# [MATERIAL PROVIDED]
▼▼▼
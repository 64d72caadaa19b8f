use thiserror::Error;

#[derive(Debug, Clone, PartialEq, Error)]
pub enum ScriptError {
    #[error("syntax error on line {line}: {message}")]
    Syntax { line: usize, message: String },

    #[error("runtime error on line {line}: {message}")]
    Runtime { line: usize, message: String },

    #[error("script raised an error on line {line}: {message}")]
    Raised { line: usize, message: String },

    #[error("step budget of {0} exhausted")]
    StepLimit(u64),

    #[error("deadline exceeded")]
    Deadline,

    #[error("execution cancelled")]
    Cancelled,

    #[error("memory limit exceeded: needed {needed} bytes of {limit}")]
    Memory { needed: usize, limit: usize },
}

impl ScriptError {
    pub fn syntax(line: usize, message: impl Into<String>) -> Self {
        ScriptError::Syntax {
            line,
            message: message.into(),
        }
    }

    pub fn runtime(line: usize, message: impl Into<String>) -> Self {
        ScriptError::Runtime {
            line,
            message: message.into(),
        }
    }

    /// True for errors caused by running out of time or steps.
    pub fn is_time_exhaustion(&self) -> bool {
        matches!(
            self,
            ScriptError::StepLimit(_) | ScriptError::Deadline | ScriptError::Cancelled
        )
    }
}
▲▲▲
▼▼▼
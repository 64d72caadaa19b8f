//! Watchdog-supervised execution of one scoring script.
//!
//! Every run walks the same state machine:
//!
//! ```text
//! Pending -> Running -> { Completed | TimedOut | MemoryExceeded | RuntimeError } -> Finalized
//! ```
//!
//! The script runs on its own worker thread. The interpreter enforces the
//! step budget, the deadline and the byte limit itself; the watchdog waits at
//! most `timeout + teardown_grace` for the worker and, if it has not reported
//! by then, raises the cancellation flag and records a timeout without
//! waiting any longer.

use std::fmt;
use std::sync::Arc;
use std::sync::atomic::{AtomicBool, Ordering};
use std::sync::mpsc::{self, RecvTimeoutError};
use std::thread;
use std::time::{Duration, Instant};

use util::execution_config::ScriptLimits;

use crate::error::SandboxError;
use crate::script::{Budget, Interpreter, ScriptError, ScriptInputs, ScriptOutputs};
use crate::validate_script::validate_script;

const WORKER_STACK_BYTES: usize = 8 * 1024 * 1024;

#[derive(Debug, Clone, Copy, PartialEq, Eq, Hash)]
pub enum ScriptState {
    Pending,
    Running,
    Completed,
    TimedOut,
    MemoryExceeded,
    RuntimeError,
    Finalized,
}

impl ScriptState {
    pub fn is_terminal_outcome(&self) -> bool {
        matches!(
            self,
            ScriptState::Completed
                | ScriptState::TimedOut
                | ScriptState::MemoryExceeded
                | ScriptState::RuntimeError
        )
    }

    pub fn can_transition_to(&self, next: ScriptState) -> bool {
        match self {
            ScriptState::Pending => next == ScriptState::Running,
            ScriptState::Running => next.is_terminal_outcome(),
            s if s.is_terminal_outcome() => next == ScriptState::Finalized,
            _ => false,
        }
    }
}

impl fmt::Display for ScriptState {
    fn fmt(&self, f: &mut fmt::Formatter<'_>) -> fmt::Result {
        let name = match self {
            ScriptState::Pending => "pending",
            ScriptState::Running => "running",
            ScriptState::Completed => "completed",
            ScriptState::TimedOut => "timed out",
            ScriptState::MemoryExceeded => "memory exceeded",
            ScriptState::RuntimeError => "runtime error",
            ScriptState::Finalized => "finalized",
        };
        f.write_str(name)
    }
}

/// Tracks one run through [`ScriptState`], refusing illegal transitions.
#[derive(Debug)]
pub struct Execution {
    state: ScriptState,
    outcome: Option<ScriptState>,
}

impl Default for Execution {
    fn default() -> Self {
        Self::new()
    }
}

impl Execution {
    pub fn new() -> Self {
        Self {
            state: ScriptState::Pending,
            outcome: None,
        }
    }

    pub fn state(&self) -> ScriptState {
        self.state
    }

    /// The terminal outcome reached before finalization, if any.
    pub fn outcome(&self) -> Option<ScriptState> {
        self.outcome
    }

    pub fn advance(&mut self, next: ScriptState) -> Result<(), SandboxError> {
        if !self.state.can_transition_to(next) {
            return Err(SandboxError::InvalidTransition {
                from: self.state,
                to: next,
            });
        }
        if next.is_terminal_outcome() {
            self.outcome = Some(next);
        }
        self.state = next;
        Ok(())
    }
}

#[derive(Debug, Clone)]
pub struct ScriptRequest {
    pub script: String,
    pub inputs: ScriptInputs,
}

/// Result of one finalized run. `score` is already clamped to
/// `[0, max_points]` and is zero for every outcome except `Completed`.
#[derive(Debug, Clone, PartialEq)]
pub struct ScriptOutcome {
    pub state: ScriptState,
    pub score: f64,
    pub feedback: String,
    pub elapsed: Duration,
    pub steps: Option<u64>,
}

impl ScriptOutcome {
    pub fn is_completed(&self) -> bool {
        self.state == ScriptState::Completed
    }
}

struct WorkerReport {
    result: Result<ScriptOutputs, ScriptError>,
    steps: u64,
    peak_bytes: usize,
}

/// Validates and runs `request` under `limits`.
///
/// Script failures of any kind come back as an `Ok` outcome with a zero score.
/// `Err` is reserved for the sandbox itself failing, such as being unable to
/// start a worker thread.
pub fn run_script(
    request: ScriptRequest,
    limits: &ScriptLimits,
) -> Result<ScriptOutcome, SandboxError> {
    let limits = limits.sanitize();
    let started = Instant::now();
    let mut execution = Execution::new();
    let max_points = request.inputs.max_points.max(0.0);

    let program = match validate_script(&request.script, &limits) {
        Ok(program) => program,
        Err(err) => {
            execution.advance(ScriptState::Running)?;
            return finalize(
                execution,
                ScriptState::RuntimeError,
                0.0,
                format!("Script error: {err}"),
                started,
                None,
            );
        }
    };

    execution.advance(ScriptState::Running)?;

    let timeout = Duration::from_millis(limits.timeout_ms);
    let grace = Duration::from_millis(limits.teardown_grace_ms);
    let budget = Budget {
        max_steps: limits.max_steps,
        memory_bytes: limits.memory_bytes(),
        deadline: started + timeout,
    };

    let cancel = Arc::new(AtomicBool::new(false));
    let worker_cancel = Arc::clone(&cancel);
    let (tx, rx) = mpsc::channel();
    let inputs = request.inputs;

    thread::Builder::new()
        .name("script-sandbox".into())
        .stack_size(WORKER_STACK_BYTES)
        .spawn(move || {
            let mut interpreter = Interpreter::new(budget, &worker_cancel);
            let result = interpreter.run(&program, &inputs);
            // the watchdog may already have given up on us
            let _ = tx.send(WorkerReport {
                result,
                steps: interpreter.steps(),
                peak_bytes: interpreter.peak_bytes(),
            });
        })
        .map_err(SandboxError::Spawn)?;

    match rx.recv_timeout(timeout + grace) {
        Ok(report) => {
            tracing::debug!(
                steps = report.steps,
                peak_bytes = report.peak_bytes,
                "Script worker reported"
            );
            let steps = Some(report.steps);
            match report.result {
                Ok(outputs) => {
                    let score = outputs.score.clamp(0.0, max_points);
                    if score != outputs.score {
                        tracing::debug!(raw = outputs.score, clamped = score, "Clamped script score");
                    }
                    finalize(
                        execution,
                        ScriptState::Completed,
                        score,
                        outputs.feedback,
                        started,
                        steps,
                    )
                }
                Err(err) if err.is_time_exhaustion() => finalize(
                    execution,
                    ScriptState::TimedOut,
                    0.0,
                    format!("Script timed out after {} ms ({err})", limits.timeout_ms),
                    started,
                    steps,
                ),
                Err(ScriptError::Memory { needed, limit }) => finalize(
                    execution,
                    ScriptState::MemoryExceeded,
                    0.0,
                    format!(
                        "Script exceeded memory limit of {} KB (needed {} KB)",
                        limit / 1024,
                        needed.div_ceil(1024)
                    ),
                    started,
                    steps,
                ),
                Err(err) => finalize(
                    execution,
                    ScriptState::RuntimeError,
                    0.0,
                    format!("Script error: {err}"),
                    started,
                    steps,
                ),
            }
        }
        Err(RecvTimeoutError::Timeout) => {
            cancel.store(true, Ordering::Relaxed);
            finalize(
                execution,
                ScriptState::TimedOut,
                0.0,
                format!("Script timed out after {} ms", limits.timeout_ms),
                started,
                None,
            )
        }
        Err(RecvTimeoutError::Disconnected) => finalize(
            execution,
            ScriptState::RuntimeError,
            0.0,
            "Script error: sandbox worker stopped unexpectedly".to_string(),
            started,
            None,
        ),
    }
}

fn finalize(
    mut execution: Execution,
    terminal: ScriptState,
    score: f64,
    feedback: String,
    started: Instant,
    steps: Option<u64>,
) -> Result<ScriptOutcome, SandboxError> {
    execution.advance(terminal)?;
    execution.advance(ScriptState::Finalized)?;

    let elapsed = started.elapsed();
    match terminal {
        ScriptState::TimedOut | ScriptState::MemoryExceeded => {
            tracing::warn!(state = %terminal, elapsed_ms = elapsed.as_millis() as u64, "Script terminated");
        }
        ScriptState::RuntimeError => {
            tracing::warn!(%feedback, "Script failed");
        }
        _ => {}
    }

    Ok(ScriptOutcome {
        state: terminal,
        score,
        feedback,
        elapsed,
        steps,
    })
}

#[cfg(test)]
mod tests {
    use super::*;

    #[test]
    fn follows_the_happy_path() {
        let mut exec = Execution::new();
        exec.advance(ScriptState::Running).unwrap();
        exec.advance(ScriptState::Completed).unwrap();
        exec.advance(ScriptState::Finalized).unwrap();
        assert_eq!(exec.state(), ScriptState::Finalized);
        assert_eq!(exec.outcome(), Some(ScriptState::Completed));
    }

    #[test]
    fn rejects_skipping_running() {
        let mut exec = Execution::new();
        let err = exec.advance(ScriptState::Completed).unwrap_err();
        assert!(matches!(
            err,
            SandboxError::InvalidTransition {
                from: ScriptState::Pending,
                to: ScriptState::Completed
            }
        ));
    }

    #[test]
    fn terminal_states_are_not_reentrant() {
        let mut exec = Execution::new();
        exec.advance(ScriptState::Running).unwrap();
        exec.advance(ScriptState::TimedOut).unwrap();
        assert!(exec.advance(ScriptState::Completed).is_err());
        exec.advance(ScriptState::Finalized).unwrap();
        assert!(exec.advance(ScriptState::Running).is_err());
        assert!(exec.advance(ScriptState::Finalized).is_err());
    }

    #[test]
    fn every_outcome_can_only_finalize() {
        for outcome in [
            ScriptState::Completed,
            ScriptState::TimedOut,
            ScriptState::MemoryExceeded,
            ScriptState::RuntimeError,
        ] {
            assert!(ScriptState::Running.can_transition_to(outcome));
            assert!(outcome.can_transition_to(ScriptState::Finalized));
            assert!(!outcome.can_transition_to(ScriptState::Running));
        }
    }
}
▲▲▲
# [TASK GOAL]
How many lines in the entries include "struct"? Only the number is wanted.

# [ANSWER TO THE PROBLEM]
4